(Stored data)
---*---

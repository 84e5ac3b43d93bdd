//! One-shot judging of a code fix.

use anyhow::{anyhow, Context, Result};
use clap::Args;
use serde::Serialize;
use std::path::PathBuf;

use super::{build_gateway, load_bank};
use crate::cli::display::{format_scores, output, verdict_label, CommandOutput};
use crate::cli::progress::create_spinner;
use crate::domain::models::{Config, Evaluation};
use crate::domain::ports::ProblemBank;
use crate::services::SelfConsistencyJudge;

#[derive(Args, Debug)]
pub struct JudgeArgs {
    /// Problem ID
    #[arg(short, long)]
    pub problem: u32,

    /// File containing the submitted code
    #[arg(long, value_name = "FILE")]
    pub code: PathBuf,

    /// Evaluation rounds (defaults to judge.iterations)
    #[arg(short, long)]
    pub iterations: Option<usize>,
}

#[derive(Debug, Serialize)]
pub struct JudgeOutput {
    pub problem_id: u32,
    pub verdict: bool,
    pub scores: Vec<f64>,
    pub mean: f64,
    pub iterations: usize,
}

impl JudgeOutput {
    pub fn new(problem_id: u32, evaluation: &Evaluation) -> Self {
        Self {
            problem_id,
            verdict: evaluation.verdict,
            scores: evaluation.scores.clone(),
            mean: evaluation.mean(),
            iterations: evaluation.scores.len(),
        }
    }
}

impl CommandOutput for JudgeOutput {
    fn to_human(&self) -> String {
        format!(
            "Problem {}: {}\n  scores {} (mean {:.2} over {} rounds)",
            self.problem_id,
            verdict_label(self.verdict),
            format_scores(&self.scores),
            self.mean,
            self.iterations
        )
    }

    fn to_json(&self) -> serde_json::Value {
        serde_json::to_value(self).unwrap_or_default()
    }
}

pub async fn execute(args: JudgeArgs, config: &Config, json_mode: bool) -> Result<()> {
    let bank = load_bank(config)?;
    let problem = bank
        .get(args.problem)
        .ok_or_else(|| anyhow!("Problem not found: {}", args.problem))?;
    let code = tokio::fs::read_to_string(&args.code)
        .await
        .with_context(|| format!("Failed to read code from {}", args.code.display()))?;

    let judge = SelfConsistencyJudge::new(build_gateway(config)?, config.judge.clone());
    let iterations = args.iterations.unwrap_or(config.judge.iterations);

    let spinner = create_spinner(
        format!("Judging problem {} over {iterations} rounds...", problem.id),
        json_mode,
    );
    let result = judge.evaluate_with(problem, &code, iterations).await;
    spinner.finish_and_clear();

    let evaluation = result?;
    output(&JudgeOutput::new(problem.id, &evaluation), json_mode);
    Ok(())
}
//! Domain model for debugging problems.
//!
//! A problem is loaded once from the problem bank and never mutated. The
//! bug description and expected fixes are withheld from the participant and
//! only ever reach the model through system instructions.
use serde::{Deserialize, Serialize};

use crate::domain::errors::{DomainError, DomainResult};

/// A single debugging exercise presented to a participant
#[derive(Debug, Clone, PartialEq, Eq, Serialize, Deserialize)]
pub struct Problem {
    /// Unique identifier, 1..N within a problem bank
    pub id: u32,

    /// Natural-language statement of what the code should do
    pub description: String,

    /// Source code containing the bug
    pub buggy_code: String,

    /// Explanation of the bug (never shown to the participant)
    pub bug_description: String,

    /// Human-readable descriptions of acceptable fixes, in order
    pub expected_fixes: Vec<String>,

    /// Unit-test assertions; empty for sources that ship none
    #[serde(default)]
    pub unit_tests: Vec<String>,

    /// Reference tutoring dialogue, when the source provides one
    #[serde(default, skip_serializing_if = "Option::is_none")]
    pub example_dialogue: Option<String>,
}

impl Problem {
    /// Check that the problem carries everything the prompts embed.
    ///
    /// Unit tests are allowed to be empty.
    pub fn validate(&self) -> DomainResult<()> {
        let invalid = |reason: &str| DomainError::InvalidProblem {
            id: self.id,
            reason: reason.to_string(),
        };

        if self.id == 0 {
            return Err(invalid("id must be at least 1"));
        }
        if self.buggy_code.trim().is_empty() {
            return Err(invalid("buggy code is empty"));
        }
        if self.bug_description.trim().is_empty() {
            return Err(invalid("bug description is empty"));
        }
        if self.expected_fixes.iter().all(|fix| fix.trim().is_empty()) {
            return Err(invalid("at least one expected fix is required"));
        }
        Ok(())
    }

    /// Expected fixes joined one per line, in order
    pub fn expected_fixes_text(&self) -> String {
        self.expected_fixes.join("\n")
    }

    /// Unit tests joined one per line, in order
    pub fn unit_tests_text(&self) -> String {
        self.unit_tests.join("\n")
    }
}

#[cfg(test)]
mod tests {
    use super::*;

    fn problem() -> Problem {
        Problem {
            id: 1,
            description: "Write a search function".to_string(),
            buggy_code: "def search(x, seq):\n  return 0".to_string(),
            bug_description: "Should use <= instead of <".to_string(),
            expected_fixes: vec!["Replace < with <=".to_string()],
            unit_tests: vec!["assert search(5, [5]) == 0".to_string()],
            example_dialogue: None,
        }
    }

    #[test]
    fn test_valid_problem() {
        assert!(problem().validate().is_ok());
    }

    #[test]
    fn test_empty_unit_tests_are_allowed() {
        let p = Problem {
            unit_tests: vec![],
            ..problem()
        };
        assert!(p.validate().is_ok());
        assert_eq!(p.unit_tests_text(), "");
    }

    #[test]
    fn test_missing_expected_fixes_rejected() {
        let p = Problem {
            expected_fixes: vec![],
            ..problem()
        };
        assert!(matches!(
            p.validate(),
            Err(DomainError::InvalidProblem { id: 1, .. })
        ));
    }

    #[test]
    fn test_blank_bug_description_rejected() {
        let p = Problem {
            bug_description: "   ".to_string(),
            ..problem()
        };
        assert!(p.validate().is_err());
    }

    #[test]
    fn test_joined_text_preserves_order() {
        let p = Problem {
            expected_fixes: vec!["first".to_string(), "second".to_string()],
            unit_tests: vec!["assert a".to_string(), "assert b".to_string()],
            ..problem()
        };
        assert_eq!(p.expected_fixes_text(), "first\nsecond");
        assert_eq!(p.unit_tests_text(), "assert a\nassert b");
    }
}
//! Chat-completion port.
//!
//! The dialogue policy and the judge reach the language model only through
//! [`ChatGateway`]. Implementations own transport concerns such as retries,
//! pacing and authentication; callers see a single request and a single
//! outcome.
use async_trait::async_trait;
use futures::Stream;
use std::pin::Pin;
use thiserror::Error;

use crate::domain::models::Role;

/// Errors surfaced by a chat-completion provider
#[derive(Debug, Clone, Error, PartialEq, Eq)]
pub enum GatewayError {
    #[error("Provider rejected the request ({status}): {message}")]
    Rejected { status: u16, message: String },

    #[error("Provider rate limit exceeded: {0}")]
    RateLimited(String),

    #[error("Provider unavailable: {0}")]
    Unavailable(String),

    #[error("Request timed out")]
    Timeout,

    #[error("Stream interrupted: {0}")]
    Stream(String),

    #[error("Gateway misconfigured: {0}")]
    Configuration(String),
}

/// A single role-tagged message sent to the provider
#[derive(Debug, Clone, PartialEq, Eq)]
pub struct ChatMessage {
    pub role: Role,
    pub content: String,
}

impl ChatMessage {
    pub fn new(role: Role, content: impl Into<String>) -> Self {
        Self {
            role,
            content: content.into(),
        }
    }

    pub fn user(content: impl Into<String>) -> Self {
        Self::new(Role::User, content)
    }
}

/// Provider-neutral chat-completion request
#[derive(Debug, Clone, PartialEq)]
pub struct ChatRequest {
    /// System instruction
    pub system: String,
    /// Ordered conversation turns
    pub messages: Vec<ChatMessage>,
    pub temperature: f32,
    /// Provider default when `None`
    pub max_tokens: Option<u32>,
}

impl ChatRequest {
    pub fn new(system: impl Into<String>, messages: Vec<ChatMessage>, temperature: f32) -> Self {
        Self {
            system: system.into(),
            messages,
            temperature,
            max_tokens: None,
        }
    }

    #[must_use]
    pub fn with_max_tokens(mut self, max_tokens: u32) -> Self {
        self.max_tokens = Some(max_tokens);
        self
    }
}

/// Incremental response text; the concatenation of all items is the full reply
pub type TextStream = Pin<Box<dyn Stream<Item = Result<String, GatewayError>> + Send>>;

/// Chat-completion capability
#[async_trait]
pub trait ChatGateway: Send + Sync {
    /// Return the complete response text
    async fn complete(&self, request: ChatRequest) -> Result<String, GatewayError>;

    /// Return the response as a stream of text fragments
    async fn stream(&self, request: ChatRequest) -> Result<TextStream, GatewayError>;
}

---*---

Work instruction: Give back exactly the lines above, from the line containing "to be empty." through the line containing "use super::*;", with both end lines and nothing more.

Solution:
    /// Unit tests are allowed to be empty.
    pub fn validate(&self) -> DomainResult<()> {
        let invalid = |reason: &str| DomainError::InvalidProblem {
            id: self.id,
            reason: reason.to_string(),
        };

        if self.id == 0 {
            return Err(invalid("id must be at least 1"));
        }
        if self.buggy_code.trim().is_empty() {
            return Err(invalid("buggy code is empty"));
        }
        if self.bug_description.trim().is_empty() {
            return Err(invalid("bug description is empty"));
        }
        if self.expected_fixes.iter().all(|fix| fix.trim().is_empty()) {
            return Err(invalid("at least one expected fix is required"));
        }
        Ok(())
    }

    /// Expected fixes joined one per line, in order
    pub fn expected_fixes_text(&self) -> String {
        self.expected_fixes.join("\n")
    }

    /// Unit tests joined one per line, in order
    pub fn unit_tests_text(&self) -> String {
        self.unit_tests.join("\n")
    }
}

#[cfg(test)]
mod tests {
    use super::*;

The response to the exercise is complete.